RFC 4290               IDN Registration Practices          December 2005


  The tables may also contain columns that specify alternate or variant
  forms of the valid character.  If these variants appear, they are
  used to synthesize labels that are alternatives to the original one.
  These labels are all reserved and can be registered or "activated"
  (placed into the DNS) only by the action or request of the original
  registrant; some (the "preferred variant labels") are typically
  registered automatically.  The zone is expected to establish
  appropriate policies for situations in which the variant forms of one
  label conflict with already-reserved or already-registered labels.

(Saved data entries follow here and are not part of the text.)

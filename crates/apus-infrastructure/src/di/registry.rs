//! Capability Registry
//!
//! Flat, process-wide map from capability identity to provider, following
//! the Service Locator pattern.
//!
//! ## Tables
//!
//! ```text
//! instances: CapabilityId → Arc<C>          (singleton lifetime)
//! factories: CapabilityId → Fn() → Arc<C>   (fresh value per resolve)
//! ```
//!
//! Resolution checks `instances` first, then `factories`. Registering into
//! one table never touches the other, so a pinned instance shadows a factory
//! for the same capability without deleting it. Factory results are not
//! cached: every resolve that falls through to the factory table runs the
//! factory again.

use std::any::Any;
use std::collections::HashMap;
use std::fmt;
use std::sync::{Arc, LazyLock, PoisonError, RwLock, RwLockReadGuard, RwLockWriteGuard, Weak};

use tracing::{debug, error};

use super::bootstrap::{ProductionProfile, Profile};
use super::error::RegistryError;
use super::identity::CapabilityId;

/// Type-erased `Arc<C>`
type Erased = Box<dyn Any + Send + Sync>;

/// Type-erased factory producing an `Arc<C>`
type ErasedFactory = Arc<dyn Fn() -> Erased + Send + Sync>;

#[derive(Default)]
struct Tables {
    instances: HashMap<CapabilityId, Erased>,
    factories: HashMap<CapabilityId, ErasedFactory>,
}

static SHARED: LazyLock<Registry> =
    LazyLock::new(|| Registry::with_profile(Arc::new(ProductionProfile::default())));

/// Capability registry
///
/// Cloning yields another handle to the same tables.
#[derive(Clone)]
pub struct Registry {
    tables: Arc<RwLock<Tables>>,
    profile: Option<Arc<dyn Profile>>,
}

impl Registry {
    /// Create an empty registry with no bootstrap profile
    ///
    /// [`reset`](Self::reset) on such a registry leaves it empty.
    pub fn new() -> Self {
        Self {
            tables: Arc::new(RwLock::new(Tables::default())),
            profile: None,
        }
    }

    /// Create a registry and immediately run `profile` against it
    ///
    /// The profile is kept and re-run by [`reset`](Self::reset).
    pub fn with_profile(profile: Arc<dyn Profile>) -> Self {
        let registry = Self {
            tables: Arc::new(RwLock::new(Tables::default())),
            profile: Some(profile),
        };
        registry.reset();
        registry
    }

    /// The process-wide registry, bootstrapped with the default production
    /// profile on first access
    pub fn shared() -> &'static Registry {
        &SHARED
    }

    /// Name of the bootstrap profile, if any
    pub fn profile_name(&self) -> Option<&'static str> {
        self.profile.as_ref().map(|profile| profile.name())
    }

    /// A handle that does not keep the tables alive
    ///
    /// Factories that resolve other capabilities capture this instead of a
    /// [`Registry`], which would otherwise form a reference cycle through the
    /// factory table.
    pub fn downgrade(&self) -> WeakRegistry {
        WeakRegistry {
            tables: Arc::downgrade(&self.tables),
            profile: self.profile.as_ref().map(Arc::downgrade),
        }
    }

    // ========================================================================
    // Registration
    // ========================================================================

    /// Register a factory for capability `C`, replacing any previous factory
    ///
    /// The instance table is left untouched.
    pub fn register_factory<C, F>(&self, factory: F)
    where
        C: ?Sized + Send + Sync + 'static,
        F: Fn() -> Arc<C> + Send + Sync + 'static,
    {
        let id = CapabilityId::of::<C>();
        let erased: ErasedFactory = Arc::new(move || Box::new(factory()) as Erased);
        self.write().factories.insert(id, erased);
        debug!(capability = id.name(), "Registered factory");
    }

    /// Register a singleton instance for capability `C`, replacing any
    /// previous instance
    ///
    /// The factory table is left untouched.
    pub fn register_instance<C>(&self, instance: Arc<C>)
    where
        C: ?Sized + Send + Sync + 'static,
    {
        let id = CapabilityId::of::<C>();
        self.write().instances.insert(id, Box::new(instance));
        debug!(capability = id.name(), "Registered instance");
    }

    // ========================================================================
    // Resolution
    // ========================================================================

    /// Resolve capability `C`, panicking if it is not registered
    ///
    /// A missing registration is a wiring defect, not a runtime condition.
    /// Use [`resolve_optional`](Self::resolve_optional) for capabilities that
    /// may legitimately be absent.
    ///
    /// # Panics
    ///
    /// When neither table has an entry for `C`, or the stored entry holds a
    /// value of another type.
    pub fn resolve<C>(&self) -> Arc<C>
    where
        C: ?Sized + Send + Sync + 'static,
    {
        match self.resolve_optional::<C>() {
            Some(value) => value,
            None => fatal(&RegistryError::NotRegistered {
                capability: CapabilityId::of::<C>(),
            }),
        }
    }

    /// Resolve capability `C`, returning `None` if it is not registered
    ///
    /// # Panics
    ///
    /// When the stored entry holds a value of another type.
    pub fn resolve_optional<C>(&self) -> Option<Arc<C>>
    where
        C: ?Sized + Send + Sync + 'static,
    {
        match self.try_resolve::<C>() {
            Ok(value) => Some(value),
            Err(RegistryError::NotRegistered { .. }) => None,
            Err(mismatch) => fatal(&mismatch),
        }
    }

    /// Resolve capability `C`, reporting every failure as an error
    pub fn try_resolve<C>(&self) -> Result<Arc<C>, RegistryError>
    where
        C: ?Sized + Send + Sync + 'static,
    {
        let capability = CapabilityId::of::<C>();

        let factory = {
            let tables = self.read();
            if let Some(entry) = tables.instances.get(&capability) {
                return (**entry)
                    .downcast_ref::<Arc<C>>()
                    .cloned()
                    .ok_or(RegistryError::TypeMismatch { capability });
            }
            match tables.factories.get(&capability) {
                Some(factory) => Arc::clone(factory),
                None => return Err(RegistryError::NotRegistered { capability }),
            }
        };

        // The lock is released so the factory may resolve its own dependencies.
        factory()
            .downcast::<Arc<C>>()
            .map(|value| *value)
            .map_err(|_| RegistryError::TypeMismatch { capability })
    }

    // ========================================================================
    // Inspection
    // ========================================================================

    /// Whether an instance or a factory is registered for `C`
    pub fn contains<C: ?Sized + 'static>(&self) -> bool {
        let capability = CapabilityId::of::<C>();
        let tables = self.read();
        tables.instances.contains_key(&capability) || tables.factories.contains_key(&capability)
    }

    /// Number of registered singleton instances
    pub fn instance_count(&self) -> usize {
        self.read().instances.len()
    }

    /// Number of registered factories
    pub fn factory_count(&self) -> usize {
        self.read().factories.len()
    }

    /// Every capability with at least one entry, sorted by name
    pub fn capabilities(&self) -> Vec<CapabilityId> {
        let tables = self.read();
        let mut ids: Vec<CapabilityId> = tables
            .instances
            .keys()
            .chain(tables.factories.keys().filter(|id| !tables.instances.contains_key(*id)))
            .copied()
            .collect();
        ids.sort_by_key(CapabilityId::name);
        ids
    }

    // ========================================================================
    // Lifecycle
    // ========================================================================

    /// Empty both tables
    pub fn clear(&self) {
        let mut tables = self.write();
        tables.instances.clear();
        tables.factories.clear();
        debug!("Cleared registry");
    }

    /// Clear, then re-run the bootstrap profile
    ///
    /// Expected at test-suite boundaries, not while resolutions are in flight.
    pub fn reset(&self) {
        self.clear();
        if let Some(profile) = &self.profile {
            profile.register(self);
            debug!(profile = profile.name(), "Reset registry to bootstrap profile");
        }
    }

    /// Clear, then register `profile`
    ///
    /// Profiles never merge: whatever was registered before is gone. The
    /// bootstrap profile used by [`reset`](Self::reset) is unchanged.
    pub fn apply_profile(&self, profile: &dyn Profile) {
        self.clear();
        profile.register(self);
        debug!(profile = profile.name(), "Applied registry profile");
    }

    fn read(&self) -> RwLockReadGuard<'_, Tables> {
        self.tables.read().unwrap_or_else(PoisonError::into_inner)
    }

    fn write(&self) -> RwLockWriteGuard<'_, Tables> {
        self.tables.write().unwrap_or_else(PoisonError::into_inner)
    }

    #[cfg(test)]
    fn insert_erased_instance(&self, capability: CapabilityId, value: Erased) {
        self.write().instances.insert(capability, value);
    }
}

impl Default for Registry {
    fn default() -> Self {
        Self::new()
    }
}

impl fmt::Debug for Registry {
    fn fmt(&self, f: &mut fmt::Formatter<'_>) -> fmt::Result {
        let tables = self.read();
        f.debug_struct("Registry")
            .field("profile", &self.profile_name())
            .field("instances", &tables.instances.len())
            .field("factories", &tables.factories.len())
            .finish()
    }
}

/// Non-owning registry handle held by factories
#[derive(Clone)]
pub struct WeakRegistry {
    tables: Weak<RwLock<Tables>>,
    profile: Option<Weak<dyn Profile>>,
}

impl WeakRegistry {
    /// Upgrade to a full handle if the registry is still alive
    ///
    /// The upgraded handle keeps the bootstrap profile, so its
    /// [`reset`](Registry::reset) rebuilds the same tables.
    pub fn upgrade(&self) -> Option<Registry> {
        let tables = self.tables.upgrade()?;
        Some(Registry {
            tables,
            profile: self.profile.as_ref().and_then(Weak::upgrade),
        })
    }

    /// Required resolve through the weak handle
    ///
    /// # Panics
    ///
    /// When the registry is gone or `C` cannot be resolved.
    pub fn resolve<C>(&self) -> Arc<C>
    where
        C: ?Sized + Send + Sync + 'static,
    {
        match self.upgrade() {
            Some(registry) => registry.resolve::<C>(),
            None => {
                let capability = CapabilityId::of::<C>();
                error!(capability = capability.name(), "Registry dropped during resolution");
                panic!("registry dropped while resolving capability `{capability}`");
            }
        }
    }
}

impl fmt::Debug for WeakRegistry {
    fn fmt(&self, f: &mut fmt::Formatter<'_>) -> fmt::Result {
        f.debug_struct("WeakRegistry")
            .field("alive", &(self.tables.strong_count() > 0))
            .finish()
    }
}

fn fatal(error: &RegistryError) -> ! {
    error!(capability = error.capability().name(), "{error}");
    panic!("{error}");
}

  Most of these concepts were introduced because of concerns about
  specific issues with CJK characters, beginning from the requirement
  that the use of Simplified Chinese by some registrants and
  Traditional Chinese by others not be permitted to create confusion or
  opportunities for fraud.  While they may be applicable to registry
  tables constructed for alphabetic scripts, the translation should be
  done with care, since many analogies are not exact.

  Some of the important issues are discussed in the sections that
  follow, especially Section 3.  The JET model may be considered as a
  variation on, and inspiration for, the model and method presented by
  the rest of this document, although the JET model has been completely
  developed only for CJK characters.  Other languages or scripts,
  especially alphabetic ones, may require other variations.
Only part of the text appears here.